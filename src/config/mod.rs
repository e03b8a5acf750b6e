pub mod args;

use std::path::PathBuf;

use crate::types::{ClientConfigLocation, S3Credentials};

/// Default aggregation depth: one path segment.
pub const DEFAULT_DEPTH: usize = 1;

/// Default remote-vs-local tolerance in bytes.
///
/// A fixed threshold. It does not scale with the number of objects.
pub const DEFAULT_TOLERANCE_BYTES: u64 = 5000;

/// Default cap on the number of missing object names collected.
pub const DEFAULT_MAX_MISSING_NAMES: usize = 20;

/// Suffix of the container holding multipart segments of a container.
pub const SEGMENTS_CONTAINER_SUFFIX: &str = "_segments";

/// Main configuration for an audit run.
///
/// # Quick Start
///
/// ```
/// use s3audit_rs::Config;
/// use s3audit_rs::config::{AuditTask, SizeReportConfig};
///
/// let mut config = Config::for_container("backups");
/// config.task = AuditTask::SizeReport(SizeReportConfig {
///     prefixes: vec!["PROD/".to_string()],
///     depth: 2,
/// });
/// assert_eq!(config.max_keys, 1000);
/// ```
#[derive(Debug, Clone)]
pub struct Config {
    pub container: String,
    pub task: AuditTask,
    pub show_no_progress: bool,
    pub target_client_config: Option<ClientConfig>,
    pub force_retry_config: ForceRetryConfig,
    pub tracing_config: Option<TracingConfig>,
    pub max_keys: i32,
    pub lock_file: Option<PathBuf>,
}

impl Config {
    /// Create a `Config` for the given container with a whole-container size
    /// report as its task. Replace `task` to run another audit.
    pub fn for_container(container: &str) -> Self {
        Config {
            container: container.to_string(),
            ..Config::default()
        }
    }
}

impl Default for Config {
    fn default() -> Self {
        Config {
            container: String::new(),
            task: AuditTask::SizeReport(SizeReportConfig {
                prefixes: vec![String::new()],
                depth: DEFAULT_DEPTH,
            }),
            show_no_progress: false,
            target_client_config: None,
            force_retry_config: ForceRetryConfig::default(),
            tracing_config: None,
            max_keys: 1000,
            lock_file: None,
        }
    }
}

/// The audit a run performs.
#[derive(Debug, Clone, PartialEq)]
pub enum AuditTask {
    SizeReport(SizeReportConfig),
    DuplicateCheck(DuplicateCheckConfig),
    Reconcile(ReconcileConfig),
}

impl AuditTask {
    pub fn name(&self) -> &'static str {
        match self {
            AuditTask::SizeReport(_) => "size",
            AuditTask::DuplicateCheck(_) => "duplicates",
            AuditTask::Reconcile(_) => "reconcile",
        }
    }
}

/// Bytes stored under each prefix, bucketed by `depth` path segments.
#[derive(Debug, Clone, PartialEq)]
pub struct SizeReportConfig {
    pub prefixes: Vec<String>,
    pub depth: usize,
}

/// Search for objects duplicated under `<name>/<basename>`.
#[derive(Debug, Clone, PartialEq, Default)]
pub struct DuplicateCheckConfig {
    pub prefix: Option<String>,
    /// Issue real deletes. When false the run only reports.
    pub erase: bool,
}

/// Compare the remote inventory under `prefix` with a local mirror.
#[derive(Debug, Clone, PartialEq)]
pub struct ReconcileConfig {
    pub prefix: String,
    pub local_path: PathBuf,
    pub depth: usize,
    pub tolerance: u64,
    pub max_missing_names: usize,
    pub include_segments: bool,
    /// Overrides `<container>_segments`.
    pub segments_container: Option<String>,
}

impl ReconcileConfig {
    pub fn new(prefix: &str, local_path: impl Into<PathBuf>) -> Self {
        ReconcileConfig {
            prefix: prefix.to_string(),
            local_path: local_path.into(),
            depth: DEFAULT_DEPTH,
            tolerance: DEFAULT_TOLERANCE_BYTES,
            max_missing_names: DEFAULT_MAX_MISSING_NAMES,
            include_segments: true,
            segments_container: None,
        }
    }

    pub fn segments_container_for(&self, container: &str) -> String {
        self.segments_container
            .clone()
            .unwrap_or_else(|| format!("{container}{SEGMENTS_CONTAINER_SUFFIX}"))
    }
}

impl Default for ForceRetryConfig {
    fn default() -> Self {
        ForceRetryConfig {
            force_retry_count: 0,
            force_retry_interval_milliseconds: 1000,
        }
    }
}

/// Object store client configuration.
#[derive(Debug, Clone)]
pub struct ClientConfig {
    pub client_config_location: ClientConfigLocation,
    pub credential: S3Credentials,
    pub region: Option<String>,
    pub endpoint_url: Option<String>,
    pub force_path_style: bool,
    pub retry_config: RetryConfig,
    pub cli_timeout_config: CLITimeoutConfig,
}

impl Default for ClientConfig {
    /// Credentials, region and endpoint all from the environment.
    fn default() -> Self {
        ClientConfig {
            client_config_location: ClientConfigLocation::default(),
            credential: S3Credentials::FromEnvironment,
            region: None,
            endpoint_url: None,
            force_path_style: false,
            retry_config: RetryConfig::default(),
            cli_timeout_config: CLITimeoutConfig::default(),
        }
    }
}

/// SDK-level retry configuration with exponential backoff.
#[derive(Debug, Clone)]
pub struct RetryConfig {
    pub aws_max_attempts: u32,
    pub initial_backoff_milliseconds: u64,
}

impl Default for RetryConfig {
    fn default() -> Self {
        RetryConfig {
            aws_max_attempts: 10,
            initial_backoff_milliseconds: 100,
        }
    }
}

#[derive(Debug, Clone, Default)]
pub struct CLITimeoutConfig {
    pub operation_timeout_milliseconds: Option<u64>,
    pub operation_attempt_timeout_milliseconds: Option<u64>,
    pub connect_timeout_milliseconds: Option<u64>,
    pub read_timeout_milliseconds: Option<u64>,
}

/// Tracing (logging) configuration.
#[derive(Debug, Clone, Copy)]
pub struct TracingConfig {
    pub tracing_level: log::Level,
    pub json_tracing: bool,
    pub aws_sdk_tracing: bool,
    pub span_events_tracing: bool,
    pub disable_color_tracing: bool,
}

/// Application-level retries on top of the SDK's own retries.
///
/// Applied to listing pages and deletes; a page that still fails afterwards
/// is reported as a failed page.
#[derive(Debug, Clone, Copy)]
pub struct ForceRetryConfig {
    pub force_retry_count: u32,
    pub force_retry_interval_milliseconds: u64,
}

* * *

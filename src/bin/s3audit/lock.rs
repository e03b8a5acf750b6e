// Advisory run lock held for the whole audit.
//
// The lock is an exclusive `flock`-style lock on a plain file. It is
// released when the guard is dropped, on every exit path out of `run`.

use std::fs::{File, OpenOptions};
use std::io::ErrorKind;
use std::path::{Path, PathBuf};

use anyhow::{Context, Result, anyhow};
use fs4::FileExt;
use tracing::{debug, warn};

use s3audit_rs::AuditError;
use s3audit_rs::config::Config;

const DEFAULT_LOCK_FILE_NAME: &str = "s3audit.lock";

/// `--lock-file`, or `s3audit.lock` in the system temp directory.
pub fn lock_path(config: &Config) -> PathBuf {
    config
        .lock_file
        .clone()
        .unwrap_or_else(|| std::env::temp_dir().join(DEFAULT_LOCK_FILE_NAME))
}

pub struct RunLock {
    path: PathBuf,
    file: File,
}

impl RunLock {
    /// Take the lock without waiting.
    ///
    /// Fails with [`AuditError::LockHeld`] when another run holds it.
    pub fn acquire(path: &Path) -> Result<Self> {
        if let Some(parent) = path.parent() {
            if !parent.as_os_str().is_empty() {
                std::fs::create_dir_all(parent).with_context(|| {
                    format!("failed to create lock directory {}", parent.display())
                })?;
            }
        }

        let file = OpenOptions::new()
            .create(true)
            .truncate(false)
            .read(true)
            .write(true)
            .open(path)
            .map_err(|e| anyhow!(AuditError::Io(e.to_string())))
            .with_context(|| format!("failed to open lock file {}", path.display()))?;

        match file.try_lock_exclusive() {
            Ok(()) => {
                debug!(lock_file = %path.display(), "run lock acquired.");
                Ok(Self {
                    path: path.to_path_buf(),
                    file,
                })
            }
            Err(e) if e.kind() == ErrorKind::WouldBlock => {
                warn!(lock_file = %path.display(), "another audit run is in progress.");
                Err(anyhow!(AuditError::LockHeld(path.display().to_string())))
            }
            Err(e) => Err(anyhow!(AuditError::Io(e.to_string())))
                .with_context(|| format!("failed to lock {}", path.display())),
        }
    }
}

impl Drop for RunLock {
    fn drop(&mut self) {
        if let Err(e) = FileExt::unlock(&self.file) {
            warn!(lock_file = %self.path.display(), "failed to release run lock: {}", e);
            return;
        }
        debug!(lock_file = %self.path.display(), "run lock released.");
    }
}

---

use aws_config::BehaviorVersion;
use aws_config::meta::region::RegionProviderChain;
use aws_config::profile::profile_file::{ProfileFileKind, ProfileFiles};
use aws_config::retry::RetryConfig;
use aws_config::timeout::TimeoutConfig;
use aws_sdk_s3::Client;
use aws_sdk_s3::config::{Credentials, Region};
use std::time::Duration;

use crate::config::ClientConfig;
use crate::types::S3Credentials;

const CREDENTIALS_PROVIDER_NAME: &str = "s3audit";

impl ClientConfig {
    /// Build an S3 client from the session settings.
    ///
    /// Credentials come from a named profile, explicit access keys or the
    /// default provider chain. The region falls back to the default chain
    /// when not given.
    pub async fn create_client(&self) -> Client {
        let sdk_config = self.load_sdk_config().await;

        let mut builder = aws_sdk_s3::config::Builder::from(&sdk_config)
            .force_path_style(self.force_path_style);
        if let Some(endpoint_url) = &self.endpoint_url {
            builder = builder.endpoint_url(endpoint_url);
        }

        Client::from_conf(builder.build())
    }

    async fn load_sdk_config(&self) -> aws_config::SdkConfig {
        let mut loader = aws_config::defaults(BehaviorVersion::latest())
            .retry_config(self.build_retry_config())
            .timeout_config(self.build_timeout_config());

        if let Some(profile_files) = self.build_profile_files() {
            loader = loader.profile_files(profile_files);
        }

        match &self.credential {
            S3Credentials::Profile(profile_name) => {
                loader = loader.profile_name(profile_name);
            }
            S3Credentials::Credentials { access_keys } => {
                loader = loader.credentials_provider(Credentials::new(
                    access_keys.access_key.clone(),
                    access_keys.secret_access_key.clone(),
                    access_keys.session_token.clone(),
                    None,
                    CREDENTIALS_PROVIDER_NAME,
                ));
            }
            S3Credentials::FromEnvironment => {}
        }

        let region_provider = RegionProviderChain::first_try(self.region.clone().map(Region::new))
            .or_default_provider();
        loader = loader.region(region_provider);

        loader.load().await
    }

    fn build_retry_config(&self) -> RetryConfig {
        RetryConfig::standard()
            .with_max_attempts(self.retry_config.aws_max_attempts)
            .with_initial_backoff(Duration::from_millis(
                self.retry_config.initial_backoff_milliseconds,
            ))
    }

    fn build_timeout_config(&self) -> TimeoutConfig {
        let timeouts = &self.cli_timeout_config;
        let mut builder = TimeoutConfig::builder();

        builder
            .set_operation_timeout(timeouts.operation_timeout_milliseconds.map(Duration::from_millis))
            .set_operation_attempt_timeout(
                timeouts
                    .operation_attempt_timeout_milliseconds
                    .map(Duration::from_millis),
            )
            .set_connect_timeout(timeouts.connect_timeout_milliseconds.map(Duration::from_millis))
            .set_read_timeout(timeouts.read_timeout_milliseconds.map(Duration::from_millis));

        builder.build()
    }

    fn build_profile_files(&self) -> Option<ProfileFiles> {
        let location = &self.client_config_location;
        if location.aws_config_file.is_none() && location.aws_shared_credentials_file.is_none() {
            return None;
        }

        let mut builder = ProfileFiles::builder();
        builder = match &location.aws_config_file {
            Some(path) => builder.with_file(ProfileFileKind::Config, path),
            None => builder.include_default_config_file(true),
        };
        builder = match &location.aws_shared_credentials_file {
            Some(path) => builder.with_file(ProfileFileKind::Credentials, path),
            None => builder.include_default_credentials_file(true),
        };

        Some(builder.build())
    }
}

→ Problem
Copy out the lines above that hold the string "under".

→ Answer
/// Bytes stored under each prefix, bucketed by `depth` path segments.
/// Search for objects duplicated under `<name>/<basename>`.
/// Compare the remote inventory under `prefix` with a local mirror.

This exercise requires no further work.